I guess one serious relationship. Enough to make me never want to date again or turn any man onto me for the rest of my life.


----------



## Farideh (Nov 13, 2011)

Two.


----------



## northstar1991 (Oct 4, 2011)

Just 1


----------



## applesauce5482 (Apr 26, 2012)

zero, oh well


----------



## Propaganda (Oct 26, 2010)

Depends if dating includes a single dates or if dating means having a long term BF/GF. Using the prior definition, perhaps 20 or so.


----------



## millenniumman75 (Feb 4, 2005)

Pffft. Really? :lol

(j/k John316C is cool, so don't get any SA spikes!)


----------



## Some Russian Guy (Mar 20, 2009)

WintersTale said:


> None.


Same here.

Because I'm:

1. stupid

2. boring

3. ugly

girls don't like disgusting pieces of slime such as me


----------



## kilgoretrout (Jul 20, 2011)

None


----------



## Droidsteel (Mar 22, 2012)

None!


----------



## Ricebunnyx3 (Sep 1, 2010)

Some Russian Guy said:


> Same here.
> 
> Because I'm:
> 
> ...


Zero, and same reasons pretty much.


----------



## Invisiblehandicap (Jul 31, 2011)

(0,0)


----------



## Nessy (Mar 3, 2011)

4, ended up in relationships with 2 of em. Feel like i got some experience. Also, dont be so hard on your selves. As you can see you arent the only ones without experience. There is someone out there for everyone as long as you dont expect to marry a model scientist


----------



## Nada (Dec 19, 2004)

I can recall dating 5 people, none lasting longer than a month. People half my age are more experienced than I am.


----------



## cybernaut (Jul 30, 2010)

Zero.


----------



## SuperSky (Feb 16, 2011)

One if you count online. Not experienced at all, because it's all online.


----------



## blue the puppy (Jul 23, 2011)

3, but 2 of those relationships were pretty short.


----------



## Luka92 (Dec 13, 2011)

Zero. And I'm slowly losing interest in dating.


----------



## Shauna The Dead (Jun 16, 2005)

a **** load! seriously i lost count. too many.


----------



## Double Indemnity (Aug 15, 2011)

Not very many. 

I dated a guy briefly in high school. Had a few brief flings in college. Then met my ex-husband. I actually had a date this week. The guy was alright - extremely nice but too young and not exactly my type. I was just looking for someone to hang out with and/or get laid.

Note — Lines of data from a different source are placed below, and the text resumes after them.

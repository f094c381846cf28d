//! The intermediate condition tree built by the Pratt parser.
//!
//! Nodes stay partially typed while parsing runs; [`AstNode::to_condition`]
//! lowers the finished tree to the public [`Condition`] type, flipping
//! property-on-the-right comparisons to canonical property-left form.

use chrono::{DateTime, FixedOffset};

use crate::ast::{Condition, Key, Property, Value};
use crate::lexer::{NumericValue, Operator, OperatorToken, Token};

use super::error::ParseError;
use super::pratt::{backward_comparator, either_comparator, forward_comparator};

/// A property reference: a bare symbol or a backtick-quoted string.
#[derive(Debug, Clone)]
pub(crate) struct FieldNode {
    pub name: String,
    /// The originating token, kept for diagnostics.
    pub token: Token,
}

/// A node of the intermediate condition tree.
#[derive(Debug, Clone)]
pub(crate) enum AstNode {
    Field(FieldNode),
    /// `a.b` — both sides are property nodes; lowers to a left-rooted
    /// linked [`Property`] chain.
    FieldAccess {
        left: Box<AstNode>,
        right: Box<AstNode>,
    },
    /// A scalar literal: boolean, non-backtick string, number, `NULL`
    /// or a binding.
    Scalar { value: Value, token: Token },
    /// `KEY(…)`
    KeyLiteral { key: Key, token: Token },
    /// `ARRAY(…)`
    ArrayLiteral { values: Vec<Value>, token: Token },
    /// `BLOB("…")`
    BlobLiteral { bytes: Vec<u8>, token: Token },
    /// `DATETIME("…")`
    DateTimeLiteral {
        at: DateTime<FixedOffset>,
        token: Token,
    },
    /// `+N` or `-N` applied to a numeric literal.
    Prefix {
        op: Operator,
        token: Token,
        operand: NumericValue,
    },
    /// A comparison with the property on the left.
    ForwardCmp {
        left: Box<AstNode>,
        op: Operator,
        op_token: OperatorToken,
        right: Box<AstNode>,
    },
    /// A comparison with the property on the right; symmetric operators
    /// are inverted during lowering.
    BackwardCmp {
        left: Box<AstNode>,
        op: Operator,
        op_token: OperatorToken,
        right: Box<AstNode>,
    },
    /// `AND` / `OR`.
    Compound {
        left: Box<AstNode>,
        op: Operator,
        op_token: OperatorToken,
        right: Box<AstNode>,
    },
}

impl AstNode {
    /// True for nodes that can take the property role of a comparison.
    pub(crate) const fn is_property(&self) -> bool {
        matches!(self, Self::Field(_) | Self::FieldAccess { .. })
    }

    /// True for nodes that can take the value role of a comparison.
    pub(crate) const fn is_value(&self) -> bool {
        matches!(
            self,
            Self::Scalar { .. }
                | Self::KeyLiteral { .. }
                | Self::ArrayLiteral { .. }
                | Self::BlobLiteral { .. }
                | Self::DateTimeLiteral { .. }
                | Self::Prefix { .. }
        )
    }

    /// The earliest token of this subtree, used to anchor diagnostics.
    fn anchor(&self) -> &Token {
        match self {
            Self::Field(field) => &field.token,
            Self::FieldAccess { left, .. } => left.anchor(),
            Self::Scalar { token, .. }
            | Self::KeyLiteral { token, .. }
            | Self::ArrayLiteral { token, .. }
            | Self::BlobLiteral { token, .. }
            | Self::DateTimeLiteral { token, .. }
            | Self::Prefix { token, .. } => token,
            Self::ForwardCmp { left, .. }
            | Self::BackwardCmp { left, .. }
            | Self::Compound { left, .. } => left.anchor(),
        }
    }

    /// Produces an `UnexpectedToken` diagnostic anchored at this node's
    /// earliest token.
    pub(crate) fn unexpected_token_error(&self) -> ParseError {
        ParseError::unexpected(self.anchor())
    }

    /// Extracts the concrete value of a value node.
    ///
    /// Callers must check [`is_value`](Self::is_value) first; the
    /// side-of-operator classification guarantees this at every call
    /// site.
    fn value(&self) -> Value {
        match self {
            Self::Scalar { value, .. } => value.clone(),
            Self::KeyLiteral { key, .. } => Value::Key(key.clone()),
            Self::ArrayLiteral { values, .. } => Value::Array(values.clone()),
            Self::BlobLiteral { bytes, .. } => Value::Blob(bytes.clone()),
            Self::DateTimeLiteral { at, .. } => Value::DateTime(*at),
            Self::Prefix { op, operand, .. } => match (op, operand) {
                (Operator::Minus, NumericValue::Integer(n)) => Value::Integer(n.wrapping_neg()),
                (Operator::Minus, NumericValue::Float(f)) => Value::Float(-f),
                (_, NumericValue::Integer(n)) => Value::Integer(*n),
                (_, NumericValue::Float(f)) => Value::Float(*f),
            },
            _ => unreachable!("value() on a non-value node"),
        }
    }

    /// Builds the property chain of a property node.
    fn to_property(&self) -> Property {
        match self {
            Self::Field(field) => Property::new(field.name.clone()),
            Self::FieldAccess { left, right } => {
                let mut property = left.to_property();
                property.append(right.to_property());
                property
            }
            _ => unreachable!("to_property() on a non-property node"),
        }
    }

    /// Lowers the tree to the public [`Condition`] type.
    ///
    /// # Errors
    ///
    /// Returns an `UnexpectedToken` diagnostic for trees that do not
    /// form a condition (a bare value, a lone property, `IS` with a
    /// non-NULL right-hand side, …).
    pub(crate) fn to_condition(&self) -> Result<Condition, ParseError> {
        match self {
            Self::ForwardCmp {
                left,
                op,
                op_token,
                right,
            } => {
                if let Some(comparator) = either_comparator(*op) {
                    return Ok(Condition::Either {
                        comparator,
                        property: left.to_property(),
                        value: right.value(),
                    });
                }
                if *op == Operator::Is {
                    if right.value() != Value::Null {
                        return Err(right.unexpected_token_error());
                    }
                    return Ok(Condition::IsNull {
                        property: left.to_property(),
                    });
                }
                match forward_comparator(*op) {
                    Some(comparator) => Ok(Condition::Forward {
                        comparator,
                        property: left.to_property(),
                        value: right.value(),
                    }),
                    None => Err(ParseError::unexpected(&Token::Operator(op_token.clone()))),
                }
            }
            Self::BackwardCmp {
                left,
                op,
                op_token,
                right,
            } => {
                if let Some(comparator) = either_comparator(*op) {
                    // Invert to canonical property-left form.
                    return Ok(Condition::Either {
                        comparator: comparator.inverted(),
                        property: right.to_property(),
                        value: left.value(),
                    });
                }
                match backward_comparator(*op) {
                    Some(comparator) => Ok(Condition::Backward {
                        comparator,
                        property: right.to_property(),
                        value: left.value(),
                    }),
                    None => Err(ParseError::unexpected(&Token::Operator(op_token.clone()))),
                }
            }
            Self::Compound {
                left,
                op,
                op_token,
                right,
            } => {
                let left = left.to_condition()?;
                let right = right.to_condition()?;
                match op {
                    Operator::And => Ok(Condition::And {
                        left: Box::new(left),
                        right: Box::new(right),
                    }),
                    Operator::Or => Ok(Condition::Or {
                        left: Box::new(left),
                        right: Box::new(right),
                    }),
                    _ => Err(ParseError::unexpected(&Token::Operator(op_token.clone()))),
                }
            }
            _ => Err(self.unexpected_token_error()),
        }
    }
}
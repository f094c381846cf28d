//! Parse error types.

use crate::lexer::Token;

fn detail_suffix(detail: &Option<String>) -> String {
    match detail {
        Some(detail) => format!(" ({detail})"),
        None => String::new(),
    }
}

/// An error produced by the lexer or the parser.
///
/// The parse layer distinguishes two recoverable conditions —
/// [`UnexpectedToken`](Self::UnexpectedToken) and
/// [`NoTokens`](Self::NoTokens) — which speculative combinators may catch
/// to backtrack. Everything else is fatal and propagates unchanged.
#[derive(Debug, Clone, PartialEq, thiserror::Error)]
pub enum ParseError {
    /// The token source is exhausted. Returned by
    /// [`TokenSource::read`](crate::TokenSource::read) when no tokens
    /// remain.
    #[error("end of token")]
    EndOfToken,

    /// The source ran out where the grammar required more input.
    #[error("no tokens")]
    NoTokens,

    /// A token did not match the grammar. Catchable by speculative
    /// combinators for local backtracking.
    #[error("unexpected token: {content} at {position}{}", detail_suffix(.detail))]
    UnexpectedToken {
        /// The raw text of the offending token.
        content: String,
        /// Byte offset of the offending token in the source.
        position: usize,
        /// What was expected instead, or the underlying cause.
        detail: Option<String>,
    },

    /// A lexical failure: unterminated string, dangling `@`, malformed
    /// number, stray escape. Never caught by combinator backtracking.
    #[error("invalid token: {content} at {position}: {message}")]
    InvalidToken {
        /// The raw text of the offending lexeme.
        content: String,
        /// Byte offset of the offending lexeme in the source.
        position: usize,
        /// What went wrong.
        message: String,
    },
}

impl ParseError {
    /// Creates an [`UnexpectedToken`](Self::UnexpectedToken) error
    /// anchored at the given token.
    #[must_use]
    pub fn unexpected(token: &Token) -> Self {
        Self::UnexpectedToken {
            content: token.content(),
            position: token.position(),
            detail: None,
        }
    }

    /// Creates an [`UnexpectedToken`](Self::UnexpectedToken) error with a
    /// description of what was expected or why the token was rejected.
    #[must_use]
    pub fn unexpected_with(token: &Token, detail: impl Into<String>) -> Self {
        Self::UnexpectedToken {
            content: token.content(),
            position: token.position(),
            detail: Some(detail.into()),
        }
    }

    /// Creates an [`InvalidToken`](Self::InvalidToken) lex error.
    #[must_use]
    pub fn invalid(content: impl Into<String>, position: usize, message: impl Into<String>) -> Self {
        Self::InvalidToken {
            content: content.into(),
            position,
            message: message.into(),
        }
    }

    /// Returns true if the error may be caught by a speculative
    /// combinator for backtracking.
    #[must_use]
    pub const fn is_recoverable(&self) -> bool {
        matches!(self, Self::UnexpectedToken { .. } | Self::NoTokens)
    }
}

I'm at the infant stage compared to the normals.


----------



## AustinAnxiety (Jun 21, 2012)

One, and that one lasted for like a year... I would still consider my dating experience "noobish".. Still waiting for the right one to come along...


----------



## AustinAnxiety (Jun 21, 2012)

SuperSky said:


> One if you count online. Not experienced at all, because it's all online.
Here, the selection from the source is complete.